O presidente Luiz Inácio Lula da Silva afirmou que a confirmação de petróleo na Margem Equatorial envolve interesses do Brasil e da Petrobras. Em pronunciamento no Amapá, ele visitou o navio-sonda da companhia na área, defendendo a exploração.
Lula declarou que a polêmica da Margem Equatorial é conhecida. Ele mencionou que a distância da região até a Foz do Amazonas ultrapassa 500 quilômetros. O governo utiliza essa informação para afastar a exploração de áreas de alta sensibilidade ambiental.
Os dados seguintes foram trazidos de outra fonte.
//! Run configuration
//!
//! Explicit, serializable structs for everything the models read at
//! construction. Defaults reproduce the reference Singapore setup
//! (`initialize.uwg` of the legacy model).

use crate::column::{check_obstacle_height, VerticalGrid};
use crate::core_types::PhysicalConstants;
use crate::error::{Result, UwgError};
use crate::simulation::BuildingLoads;
use crate::surface::SurfaceConfig;
use crate::ubl::UrbanFootprint;
use serde::{Deserialize, Serialize};

/// Geographic location of the site
#[derive(Debug, Clone, Copy, PartialEq, Serialize, Deserialize)]
#[serde(default)]
pub struct SiteConfig {
    /// Latitude (degrees, north positive)
    pub latitude: f64,
    /// Longitude (degrees, east positive)
    pub longitude: f64,
    /// Offset of local clock time from GMT (hours)
    pub gmt_offset: f64,
}

impl Default for SiteConfig {
    /// Singapore Changi (IWEC 486980)
    fn default() -> Self {
        Self {
            latitude: 1.37,
            longitude: 103.98,
            gmt_offset: 8.0,
        }
    }
}

/// Vertical discretization of the atmospheric column.
///
/// Cell thicknesses grow geometrically from the ground: `dz_0 = first_thickness`,
/// `dz_i = dz_{i-1} · growth_ratio`.
#[derive(Debug, Clone, Copy, PartialEq, Serialize, Deserialize)]
#[serde(default)]
pub struct GridSpec {
    /// Thickness of the lowest cell (m)
    pub first_thickness: f64,
    /// Ratio between consecutive cell thicknesses
    pub growth_ratio: f64,
    /// Number of cell faces, including the ground
    pub faces: usize,
}

impl Default for GridSpec {
    fn default() -> Self {
        Self {
            first_thickness: 4.0,
            growth_ratio: 1.1,
            faces: 56,
        }
    }
}

/// Boundary-layer and surface parameters shared by all components.
#[derive(Debug, Clone, PartialEq, Serialize, Deserialize)]
#[serde(default)]
pub struct GeoParams {
    /// Daytime urban mixing height (m)
    pub day_bl_height: f64,
    /// Nighttime urban mixing height (m)
    pub night_bl_height: f64,
    /// Reference (inversion) height of the rural column (m)
    pub ref_height: f64,
    /// Temperature measurement height (m)
    pub temp_height: f64,
    /// Wind measurement height (m)
    pub wind_height: f64,
    /// Circulation coefficient `k_w` for the convective urban circulation
    pub circ_coeff: f64,
    /// Sunlight above which the morning counts as day (W/m²)
    pub day_threshold: f64,
    /// Sunlight above which the afternoon still counts as day (W/m²)
    pub night_threshold: f64,
    /// Urban sensible heat above which the boundary layer is treated as daytime (W/m²)
    pub urban_heat_day_threshold: f64,
    /// Fraction of absorbed solar released as latent heat by trees
    pub tree_latent_fraction: f64,
    /// Fraction of absorbed solar released as latent heat by grass
    pub grass_latent_fraction: f64,
    /// Vegetation albedo
    pub veg_albedo: f64,
    /// First month of the growing season (1-12)
    pub veg_start: u32,
    /// Last month of the growing season (1-12)
    pub veg_end: u32,
    /// Minimum wind speed used by the boundary-layer model (m/s)
    pub wind_min: f64,
    /// Maximum water film thickness on horizontal surfaces (m)
    pub wg_max: f64,
    /// Maximum along-wind segment length of the urban boundary layer (m)
    pub max_dx: f64,
    /// Width of the sunrise/sunset mixing-height transition (hours)
    pub transition_hours: f64,
    pub constants: PhysicalConstants,
}

impl Default for GeoParams {
    fn default() -> Self {
        Self {
            day_bl_height: 1000.0,
            night_bl_height: 80.0,
            ref_height: 150.0,
            temp_height: 2.0,
            wind_height: 10.0,
            circ_coeff: 1.2,
            day_threshold: 150.0,
            night_threshold: 20.0,
            urban_heat_day_threshold: 150.0,
            tree_latent_fraction: 0.7,
            grass_latent_fraction: 0.5,
            veg_albedo: 0.25,
            veg_start: 4,
            veg_end: 10,
            wind_min: 1.0,
            wg_max: 0.005,
            max_dx: 250.0,
            transition_hours: 2.0,
            constants: PhysicalConstants::default(),
        }
    }
}

impl GeoParams {
    /// Whether `month` falls in the vegetation growing season
    pub fn is_growing_season(&self, month: u32) -> bool {
        if self.veg_start <= self.veg_end {
            (self.veg_start..=self.veg_end).contains(&month)
        } else {
            // Season wraps the new year (southern hemisphere)
            month >= self.veg_start || month <= self.veg_end
        }
    }

    /// # Errors
    /// Returns `ConfigurationError` naming the first invalid field.
    pub fn validate(&self) -> Result<()> {
        positive("geo.day_bl_height", self.day_bl_height)?;
        positive("geo.night_bl_height", self.night_bl_height)?;
        if self.night_bl_height > self.day_bl_height {
            return Err(UwgError::configuration(
                "geo.night_bl_height",
                format!(
                    "nighttime mixing height {} exceeds daytime height {}",
                    self.night_bl_height, self.day_bl_height
                ),
            ));
        }
        positive("geo.ref_height", self.ref_height)?;
        positive("geo.wind_height", self.wind_height)?;
        positive("geo.max_dx", self.max_dx)?;
        positive("geo.wind_min", self.wind_min)?;
        positive("geo.transition_hours", self.transition_hours)?;
        if self.wg_max.is_nan() || self.wg_max < 0.0 {
            return Err(UwgError::configuration("geo.wg_max", "must be non-negative"));
        }
        if !(1..=12).contains(&self.veg_start) || !(1..=12).contains(&self.veg_end) {
            return Err(UwgError::configuration(
                "geo.veg_start",
                "growing season months must be within 1-12",
            ));
        }
        Ok(())
    }
}

/// Complete configuration of one coupled run
#[derive(Debug, Clone, PartialEq, Serialize, Deserialize)]
#[serde(default)]
pub struct ModelConfig {
    pub site: SiteConfig,
    pub grid: GridSpec,
    pub geo: GeoParams,
    /// Average obstacle height around the rural station (m)
    pub rural_obstacle_height: f64,
    /// Effective obstacle height of the urban site (m)
    pub urban_obstacle_height: f64,
    pub rural_surface: SurfaceConfig,
    pub urban_surface: SurfaceConfig,
    pub footprint: UrbanFootprint,
    pub buildings: BuildingLoads,
    /// Start month (1-12)
    pub start_month: u32,
    /// Start day of month
    pub start_day: u32,
    /// Simulated days
    pub n_days: u32,
    /// Timestep (s)
    pub dt: f64,
}

impl Default for ModelConfig {
    fn default() -> Self {
        Self {
            site: SiteConfig::default(),
            grid: GridSpec::default(),
            geo: GeoParams::default(),
            rural_obstacle_height: 0.1,
            urban_obstacle_height: 1.0,
            rural_surface: SurfaceConfig::rural(),
            urban_surface: SurfaceConfig::urban_road(),
            footprint: UrbanFootprint::square(1000.0),
            buildings: BuildingLoads::default(),
            start_month: 1,
            start_day: 1,
            n_days: 1,
            dt: 300.0,
        }
    }
}

impl ModelConfig {
    /// Check every static parameter before any component is built.
    ///
    /// # Errors
    /// Returns `ConfigurationError` naming the first invalid field.
    pub fn validate(&self) -> Result<()> {
        if !(-90.0..=90.0).contains(&self.site.latitude) {
            return Err(UwgError::configuration(
                "site.latitude",
                format!("{} is outside -90..90", self.site.latitude),
            ));
        }
        if !(-180.0..=180.0).contains(&self.site.longitude) {
            return Err(UwgError::configuration(
                "site.longitude",
                format!("{} is outside -180..180", self.site.longitude),
            ));
        }
        self.geo.validate()?;
        let grid = VerticalGrid::geometric(&self.grid)?;
        check_obstacle_height("rural_obstacle_height", self.rural_obstacle_height, &grid, &self.geo)?;
        check_obstacle_height("urban_obstacle_height", self.urban_obstacle_height, &grid, &self.geo)?;
        self.rural_surface.validate("rural_surface")?;
        self.urban_surface.validate("urban_surface")?;
        self.footprint.validate()?;
        self.buildings.validate()?;
        if !(1..=12).contains(&self.start_month) {
            return Err(UwgError::configuration("start_month", "must be within 1-12"));
        }
        if !(1..=31).contains(&self.start_day) {
            return Err(UwgError::configuration("start_day", "must be within 1-31"));
        }
        if self.n_days == 0 {
            return Err(UwgError::configuration("n_days", "must be at least one day"));
        }
        positive("dt", self.dt)?;
        Ok(())
    }
}

/// Require a finite, strictly positive value
pub(crate) fn positive(parameter: &'static str, value: f64) -> Result<f64> {
    if value.is_finite() && value > 0.0 {
        Ok(value)
    } else {
        Err(UwgError::configuration(
            parameter,
            format!("must be positive, got {value}"),
        ))
    }
}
O chefe do Executivo relatou ter defendido o anúncio da prospecção antes da 30ª Conferência das Partes da ONU sobre Mudança do Clima, realizada em novembro de 2025, em Belém, Pará. Ele disse que países europeus demonstrariam insatisfação com o anúncio, devido à incompatibilidade com a pauta ambiental.
O presidente afirmou que a Margem Equatorial representa um “passaporte para o futuro desse país”. Apesar disso, Lula também declarou não negar sua luta por um futuro sem o uso de combustíveis fósseis. Ele ainda comentou que a nomeação de Magda Chambriard na presidência da Petrobras foi positiva.